Log growth under /var/log can turn a warning-level disk alert into failed writes, broken package transactions, or services that stop accepting work. A directory-level size check shows whether plain-text logs, application subdirectories, or the systemd journal are responsible before anyone starts deleting files.
The du command reports allocated disk blocks below each log directory. Running it at one level under /var/log gives a fast map of the main consumers, while --one-file-system keeps the scan from following mounted filesystems that happen to sit below the log tree.
After the directory total points to a candidate, check that subdirectory or list regular files above a threshold with find. Keep the pass read-only; journal files, active daemon logs, database logs, and rotated archives usually need workload-specific retention or rotation changes instead of manual removal.
$ sudo du -h --one-file-system --max-depth=1 /var/log 28K /var/log/apt 185M /var/log/journal 53M /var/log/example-app 161M /var/log/nginx 4.0K /var/log/private 397M /var/log
The final line is the total for /var/log. Review the largest child directories above it first. If /var/log/journal dominates the result, use the journal-specific size check before changing retention.

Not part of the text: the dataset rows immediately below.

//! Coordinate-pair to algebraic notation translation.
//!
//! Participants type moves as origin and destination squares (`e2e4`) in their
//! own orientation. The rules engine understands standard algebraic notation
//! in a single orientation, so each move is normalized, inspected against the
//! current board and rewritten before it is submitted.

use crate::engine::{PromotionPolicy, RulesEngine};
use crate::error::InvalidMoveReason;
use crate::types::{Coord, Occupant, PieceKind, RawMove, Side};
use derive_new::new;
use serde::{Deserialize, Serialize};
use tracing::{debug, instrument};

/// How to disambiguate between like pieces that can reach the same square.
#[derive(Debug, Clone, Copy, PartialEq, Eq, Default, Serialize, Deserialize)]
#[serde(rename_all = "lowercase")]
pub enum Disambiguation {
    /// Add the shortest origin qualifier that identifies the piece: file,
    /// then rank, then both. A move whose origin cannot reach the
    /// destination is fully qualified so the engine rejects it instead of
    /// moving a different piece.
    #[default]
    Minimal,
    /// Never qualify the origin.
    Omit,
}

/// Outcome of translating and submitting one move.
#[derive(Debug, Clone, PartialEq, Eq)]
pub struct Translation {
    /// Notation submitted to the rules engine.
    pub canonical: String,
    /// Kind of piece captured by the move, when it applied.
    pub captured: Option<PieceKind>,
    /// The engine rejected the move; the board is unchanged.
    pub invalid: bool,
    /// Engine rejection reason when `invalid`.
    pub reason: Option<InvalidMoveReason>,
}

/// Translates raw moves and applies them to a rules engine.
#[derive(Debug, Clone, Copy, Default, PartialEq, Eq, new)]
pub struct Translator {
    promotion: PromotionPolicy,
    disambiguation: Disambiguation,
}

impl Translator {
    /// Translates `raw`, mirrored first when `flip` is set, and submits it.
    ///
    /// The only board mutation is the engine's own move application, which
    /// does nothing when the move is rejected.
    #[instrument(skip(self, engine, raw), fields(raw = %raw))]
    pub fn translate<E: RulesEngine + ?Sized>(
        &self,
        engine: &mut E,
        raw: RawMove,
        flip: bool,
    ) -> Translation {
        let RawMove {
            origin,
            destination,
        } = raw.oriented(flip);

        let mover = engine.occupant(origin);
        let target = engine.occupant(destination);
        let (canonical, captured) = self.notation(&*engine, origin, destination, mover, target);

        match engine.apply_move(&canonical) {
            Ok(()) => {
                debug!(%canonical, ?captured, "Move translated");
                Translation {
                    canonical,
                    captured,
                    invalid: false,
                    reason: None,
                }
            }
            Err(rejection) => {
                debug!(%canonical, reason = %rejection.reason, "Move rejected");
                Translation {
                    canonical,
                    captured: None,
                    invalid: true,
                    reason: Some(rejection.reason),
                }
            }
        }
    }

    fn notation<E: RulesEngine + ?Sized>(
        &self,
        engine: &E,
        from: Coord,
        to: Coord,
        mover: Option<Occupant>,
        target: Option<Occupant>,
    ) -> (String, Option<PieceKind>) {
        let Some(mover) = mover else {
            // Nothing to move. Fully qualified so no other piece can match.
            return (format!("{from}{to}"), None);
        };

        if is_castling(engine, mover, from, to) {
            let castle = if to.file > from.file { "O-O" } else { "O-O-O" };
            return (castle.to_string(), None);
        }

        let en_passant = mover.kind == PieceKind::Pawn && target.is_none() && from.file != to.file;
        let captured = match target {
            Some(occupant) => Some(occupant.kind),
            None if en_passant => Some(PieceKind::Pawn),
            None => None,
        };

        let mut notation = String::new();
        match mover.kind.letter() {
            Some(letter) => {
                notation.push(letter);
                notation.push_str(&self.qualifier(engine, mover, from, to));
            }
            None => {
                let reachable = self.disambiguation == Disambiguation::Omit
                    || engine.reachers(mover.kind, mover.side, to).contains(&from);
                if !reachable {
                    notation.push_str(&from.to_string());
                } else if captured.is_some() {
                    notation.push(from.file.to_char());
                }
            }
        }
        if captured.is_some() {
            notation.push('x');
        }
        notation.push_str(&to.to_string());

        if mover.kind == PieceKind::Pawn && to.rank.is_back_rank() {
            notation.push('=');
            if let Some(letter) = self.promotion.kind().letter() {
                notation.push(letter);
            }
        }

        (notation, captured)
    }

    fn qualifier<E: RulesEngine + ?Sized>(
        &self,
        engine: &E,
        mover: Occupant,
        from: Coord,
        to: Coord,
    ) -> String {
        if self.disambiguation == Disambiguation::Omit {
            return String::new();
        }

        let reachers = engine.reachers(mover.kind, mover.side, to);
        if !reachers.contains(&from) {
            return from.to_string();
        }

        let others: Vec<Coord> = reachers.into_iter().filter(|c| *c != from).collect();
        if others.is_empty() {
            String::new()
        } else if others.iter().all(|c| c.file != from.file) {
            from.file.to_char().to_string()
        } else if others.iter().all(|c| c.rank != from.rank) {
            from.rank.to_char().to_string()
        } else {
            from.to_string()
        }
    }
}

/// A king of the side to move leaving its home square two files sideways.
/// Any other two-file king move falls through to piece notation, which the
/// engine rejects.
fn is_castling<E: RulesEngine + ?Sized>(engine: &E, mover: Occupant, from: Coord, to: Coord) -> bool {
    let home_rank = match mover.side {
        Side::First => 0,
        Side::Second => 7,
    };
    mover.kind == PieceKind::King
        && mover.side == engine.status().side_to_move
        && from.file.index() == 4
        && from.rank.index() == home_rank
        && to.rank == from.rank
        && from.file.index().abs_diff(to.file.index()) == 2
}

#[cfg(test)]
mod tests {
    use super::*;
    use crate::engine::ShakmatyEngine;

    fn raw(s: &str) -> RawMove {
        s.parse().unwrap()
    }

    fn engine_after(moves: &[&str]) -> ShakmatyEngine {
        let mut engine = ShakmatyEngine::new();
        for san in moves {
            engine.apply_move(san).unwrap();
        }
        engine
    }

    #[test]
    fn test_pawn_push() {
        let mut engine = ShakmatyEngine::new();
        let t = Translator::default().translate(&mut engine, raw("e2e4"), false);
        assert!(!t.invalid);
        assert_eq!(t.canonical, "e4");
        assert_eq!(t.captured, None);
    }

    #[test]
    fn test_flipped_move_is_mirrored_before_lookup() {
        let mut engine = engine_after(&["e4"]);
        // Second side's "d2d4" is e7e5 on the engine's board.
        let t = Translator::default().translate(&mut engine, raw("d2d4"), true);
        assert!(!t.invalid);
        assert_eq!(t.canonical, "e5");
    }

    #[test]
    fn test_piece_letter_and_capture() {
        let mut engine = engine_after(&["e4", "d5"]);
        let t = Translator::default().translate(&mut engine, raw("e4d5"), false);
        assert_eq!(t.canonical, "exd5");
        assert_eq!(t.captured, Some(PieceKind::Pawn));

        let mut engine = engine_after(&["e4", "d5", "exd5"]);
        let t = Translator::default().translate(&mut engine, raw("d8d5"), false);
        assert!(!t.invalid);
        assert_eq!(t.canonical, "Qxd5");
        assert_eq!(t.captured, Some(PieceKind::Pawn));
    }

    #[test]
    fn test_knight_move() {
        let mut engine = ShakmatyEngine::new();
        let t = Translator::default().translate(&mut engine, raw("g1f3"), false);
        assert_eq!(t.canonical, "Nf3");
        assert!(!t.invalid);
    }

    #[test]
    fn test_illegal_move_is_invalid_and_leaves_board() {
        let mut engine = ShakmatyEngine::new();
        let before = engine.status();
        let t = Translator::default().translate(&mut engine, raw("e2e5"), false);
        assert!(t.invalid);
        assert_eq!(t.reason, Some(InvalidMoveReason::Illegal));
        assert_eq!(t.captured, None);
        assert_eq!(engine.status(), before);
    }

    #[test]
    fn test_empty_origin_is_invalid() {
        let mut engine = ShakmatyEngine::new();
        let t = Translator::default().translate(&mut engine, raw("e3e4"), false);
        assert!(t.invalid);
    }

    #[test]
    fn test_repeating_a_move_on_changed_board_is_invalid() {
        let mut engine = ShakmatyEngine::new();
        let translator = Translator::default();
        assert!(!translator.translate(&mut engine, raw("e2e4"), false).invalid);
        assert!(!translator.translate(&mut engine, raw("d2d4"), true).invalid);
        // e2 is now empty.
        assert!(translator.translate(&mut engine, raw("e2e4"), false).invalid);
    }

    #[test]
    fn test_minimal_disambiguation_by_file() {
        // Knights on b1 and f3 can both reach d2 once d2 is vacated.
        let mut engine = engine_after(&["Nf3", "a6", "d4", "a5", "Qd3", "a4", "Qe3", "h6"]);
        let t = Translator::default().translate(&mut engine, raw("b1d2"), false);
        assert!(!t.invalid);
        assert_eq!(t.canonical, "Nbd2");
    }

    #[test]
    fn test_omitted_disambiguation_is_rejected_as_ambiguous() {
        let mut engine = engine_after(&["Nf3", "a6", "d4", "a5", "Qd3", "a4", "Qe3", "h6"]);
        let translator = Translator::new(PromotionPolicy::Queen, Disambiguation::Omit);
        let t = translator.translate(&mut engine, raw("b1d2"), false);
        assert!(t.invalid);
        assert_eq!(t.canonical, "Nd2");
        assert_eq!(t.reason, Some(InvalidMoveReason::Ambiguous));
    }

    #[test]
    fn test_unreachable_origin_is_fully_qualified() {
        let mut engine = ShakmatyEngine::new();
        let t = Translator::default().translate(&mut engine, raw("b1b3"), false);
        assert_eq!(t.canonical, "Nb1b3");
        assert!(t.invalid);
    }

    #[test]
    fn test_castling() {
        let mut engine = engine_after(&["e4", "e5", "Nf3", "Nc6", "Bc4", "Bc5"]);
        let t = Translator::default().translate(&mut engine, raw("e1g1"), false);
        assert!(!t.invalid);
        assert_eq!(t.canonical, "O-O");
        assert_eq!(
            engine.occupant("g1".parse().unwrap()).map(|o| o.kind),
            Some(PieceKind::King)
        );
    }

    #[test]
    fn test_opponent_king_is_not_castled() {
        let mut engine = engine_after(&["e4", "e5", "Nf3", "Nc6", "Bc4", "Bc5"]);
        let t = Translator::default().translate(&mut engine, raw("e8g8"), false);
        assert!(t.invalid);
        assert_eq!(t.canonical, "Ke8xg8");
        assert_eq!(
            engine.occupant("e1".parse().unwrap()).map(|o| o.kind),
            Some(PieceKind::King)
        );
        assert_eq!(
            engine.occupant("e8".parse().unwrap()).map(|o| o.kind),
            Some(PieceKind::King)
        );
        assert_eq!(engine.occupant("g1".parse().unwrap()), None);
    }

    #[test]
    fn test_second_side_castles_in_own_coordinates() {
        let mut engine = engine_after(&["e4", "e5", "Nf3", "Nf6", "Bc4", "Be7", "d3"]);
        // d1b1 mirrored is e8g8
        let t = Translator::default().translate(&mut engine, raw("d1b1"), true);
        assert!(!t.invalid);
        assert_eq!(t.canonical, "O-O");
        assert_eq!(
            engine.occupant("g8".parse().unwrap()),
            Some(Occupant::new(PieceKind::King, Side::Second))
        );
        assert_eq!(
            engine.occupant("f8".parse().unwrap()),
            Some(Occupant::new(PieceKind::Rook, Side::Second))
        );
    }

    #[test]
    fn test_queenside_castling() {
        let mut engine = engine_after(&["d4", "d5", "Nc3", "Nc6", "Bf4", "Bf5", "Qd2", "Qd7"]);
        let t = Translator::default().translate(&mut engine, raw("e1c1"), false);
        assert!(!t.invalid);
        assert_eq!(t.canonical, "O-O-O");
        assert_eq!(
            engine.occupant("c1".parse().unwrap()),
            Some(Occupant::new(PieceKind::King, Side::First))
        );
        assert_eq!(
            engine.occupant("d1".parse().unwrap()),
            Some(Occupant::new(PieceKind::Rook, Side::First))
        );
    }

    #[test]
    fn test_en_passant() {
        let mut engine = engine_after(&["e4", "a6", "e5", "d5"]);
        let t = Translator::default().translate(&mut engine, raw("e5d6"), false);
        assert!(!t.invalid);
        assert_eq!(t.canonical, "exd6");
        assert_eq!(t.captured, Some(PieceKind::Pawn));
    }

    #[test]
    fn test_promotion_uses_policy() {
        let setup = ["h4", "g5", "hxg5", "Nf6", "g6", "Ng8", "gxh7", "a6"];
        let mut engine = engine_after(&setup);
        let t = Translator::default().translate(&mut engine, raw("h7g8"), false);
        assert!(!t.invalid);
        assert_eq!(t.canonical, "hxg8=Q");
        assert_eq!(t.captured, Some(PieceKind::Knight));

        let mut engine = engine_after(&setup);
        let translator = Translator::new(PromotionPolicy::Knight, Disambiguation::Minimal);
        let t = translator.translate(&mut engine, raw("h7g8"), false);
        assert!(!t.invalid);
        assert_eq!(t.canonical, "hxg8=N");
        assert_eq!(
            engine.occupant("g8".parse().unwrap()).map(|o| o.kind),
            Some(PieceKind::Knight)
        );
    }
}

Related: How to check systemd journal size in Linux
$ sudo du -h --all --one-file-system --max-depth=1 /var/log/nginx 64M /var/log/nginx/error.log.1 96M /var/log/nginx/access.log 161M /var/log/nginx
--all includes regular files at this level. Omit it when the target directory contains many files and the directory total is enough.
$ sudo find /var/log -xdev -type f -size +50M -ls 3014870 188416 -rw-r--r-- 1 root root 192937984 Jun 13 10:49 /var/log/journal/server/system.journal 3014868 53248 -rw-r--r-- 1 root root 54525952 Jun 13 10:49 /var/log/example-app/app.log 3014864 65536 -rw-r--r-- 1 root root 67108864 Jun 13 10:49 /var/log/nginx/error.log.1 3014861 98304 -rw-r--r-- 1 root root 100663296 Jun 13 10:49 /var/log/nginx/access.log
Raise or lower -size +50M to match the host. -xdev keeps the scan on the filesystem that contains /var/log, and -ls prints file details without needing a sorting pipeline.
Related: How to find the largest files in Linux
$ df -h /var/log Filesystem Size Used Avail Use% Mounted on /dev/vda2 59G 56G 1.2G 98% /
Do not remove active log files blindly. Use log rotation, journalctl vacuuming, or the application retention setting so the owning service does not keep writing to a deleted file descriptor.